Surgical treatment for Meniere’s disease

Intratympanic steroid injection – this is a well-tolerated in-office procedure during which a steroid called dexamethasone is injected into the middle ear. The steroid then diffuses into the inner ear via the round window membrane and/or the oval window and can help reduce Meniere’s attacks. It is not absorbed into the body nearly as much as oral steroids, so it can be repeated multiple times a year. The risk is very small – a miniscule risk of an eardrum perforation, and a risk that the treatment is not effective.

Intratympanic gentamicin injection – this procedure is also done in the office, but is reserved for refractory cases of Meniere’s disease that do not improve with medical therapy and non-destructive therapy such as steroid injections and even endolymphatic sac surgery. An antibiotic called gentamicin is injected into the middle ear and is meant to destroy the vestibular labyrinth. This can greatly help with patients who are having severe frequent attacks of vertigo. However, there is some risk to the hearing and it is meant to cause the labyrinth to not function well. So patients may get a slower vertigo that lasts a few days after an injection. The injection can be repeated usually a month later. If enough labyrinthine weakness results from this, there is an adjustment period for the patient to help fully regain balance function. Also, if the patient develops Meniere’s disease in the opposite ear, the options for treatment in the opposite ear are less.

Endolymphatic sac surgery – this procedure is done in the operating room. It is considered nondestructive of the labyrinth, but is not without some risk. The goal of surgery is to take the bone off of the endolymphatic sac, to place a silicone shunt into the sac, and sometimes even block the endolymphatic duct. It can be very effective in some patients to help decrease frequency and severity of episodes of vertigo. There is a small risk to the hearing and some risk to the balance organ itself, as well as other standard risks of ear surgery. There is also a small risk of a cerebrospinal fluid (CSF) leak as the endolymphatic sac and duct lie on the dura of the posterior fossa. If a CSF leak occurs, it should be able to be remedied during the surgery.

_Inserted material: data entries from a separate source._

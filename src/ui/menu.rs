//! Numbered main menu: labels, rendering and choice parsing.

use console::style;

/// An action selectable from the main menu.
#[derive(Debug, Clone, Copy, PartialEq, Eq)]
pub enum MenuChoice {
    Exit,
    List,
    ShowPath,
    ChangeDirectory,
    CreateFile,
    DeleteFile,
    Rename,
    Copy,
    Search,
    ShowPermissions,
    ChangePermissions,
}

impl MenuChoice {
    /// Menu order, index == menu number.
    pub const ALL: [MenuChoice; 11] = [
        MenuChoice::Exit,
        MenuChoice::List,
        MenuChoice::ShowPath,
        MenuChoice::ChangeDirectory,
        MenuChoice::CreateFile,
        MenuChoice::DeleteFile,
        MenuChoice::Rename,
        MenuChoice::Copy,
        MenuChoice::Search,
        MenuChoice::ShowPermissions,
        MenuChoice::ChangePermissions,
    ];

    /// Parse the user's typed number. Anything else is `None`.
    pub fn parse(input: &str) -> Option<Self> {
        let n: usize = input.trim().parse().ok()?;
        Self::ALL.get(n).copied()
    }

    pub fn number(self) -> usize {
        Self::ALL.iter().position(|c| *c == self).unwrap_or(0)
    }

    pub fn label(self) -> &'static str {
        match self {
            MenuChoice::Exit => "Exit",
            MenuChoice::List => "List Files (Recursive)",
            MenuChoice::ShowPath => "Show Current Path",
            MenuChoice::ChangeDirectory => "Change Directory",
            MenuChoice::CreateFile => "Create New File",
            MenuChoice::DeleteFile => "Delete File",
            MenuChoice::Rename => "Rename / Move File",
            MenuChoice::Copy => "Copy File",
            MenuChoice::Search => "Search File",
            MenuChoice::ShowPermissions => "Show File Permissions",
            MenuChoice::ChangePermissions => "Change File Permissions",
        }
    }
}

/// Menu labels in display order (1..=10, then 0).
pub fn menu_labels() -> Vec<String> {
    MenuChoice::ALL[1..]
        .iter()
        .chain(std::iter::once(&MenuChoice::Exit))
        .map(|c| format!("{:>2}. {}", c.number(), c.label()))
        .collect()
}

pub fn render_banner() -> String {
    let rule = "=".repeat(44);
    format!(
        "{}\n{}\n{}\n",
        style(&rule).cyan().bold(),
        style("         Linux File Explorer").cyan().bold(),
        style(&rule).cyan().bold()
    )
}

pub fn render_menu() -> String {
    let rule = "=".repeat(52);
    let mut out = String::new();
    out.push_str(&rule);
    out.push('\n');
    for l in menu_labels() {
        out.push_str(&l);
        out.push('\n');
    }
    out.push_str(&rule);
    out.push('\n');
    out
}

Transmastoid labyrinthectomy – this is also done in the operating room and reserved for refractory cases of Meniere’s disease, optimally in a patient with very poor hearing in the affected ear. The vestibular labyrinth is drilled away during surgery. This will typically result in postoperative vertigo which will require some recovery period (typically about 6 weeks with vestibular rehabilitation therapy), and the remaining hearing in the affected ear will be permanently lost. The surgery would virtually guarantee that episodic vertigo from the affected ear would no longer happen. However, as this procedure is definitively destructive, it would leave for fewer available treatment options should Meniere’s disease develop in the opposite ear later on. It also entails other standard risks of ear surgery. It is and should be pretty rarely performed.

Vestibular nerve section – this is also done in the operating room and reserved for refractory cases of Meniere’s disease. It can be done via a retrosigmoid craniotomy or transmastoid via a retrolabyrinthine approach. Both would involve opening the dura to access the vestibular nerves. The superior and inferior vestibular nerves are located and cut so that the diseased labyrinth can no longer send signals to the brain and cause vertigo. Optimally, hearing is preserved, although there is still risk to the hearing. This surgery should also virtually guarantee that episodic vertigo from the affected ear would no longer happen. There is an additional risk of meningitis and a higher risk of CSF leak with this procedure. This and other surgically destructive procedures are now very rarely performed mostly because of the availability and ease of gentamicin injections.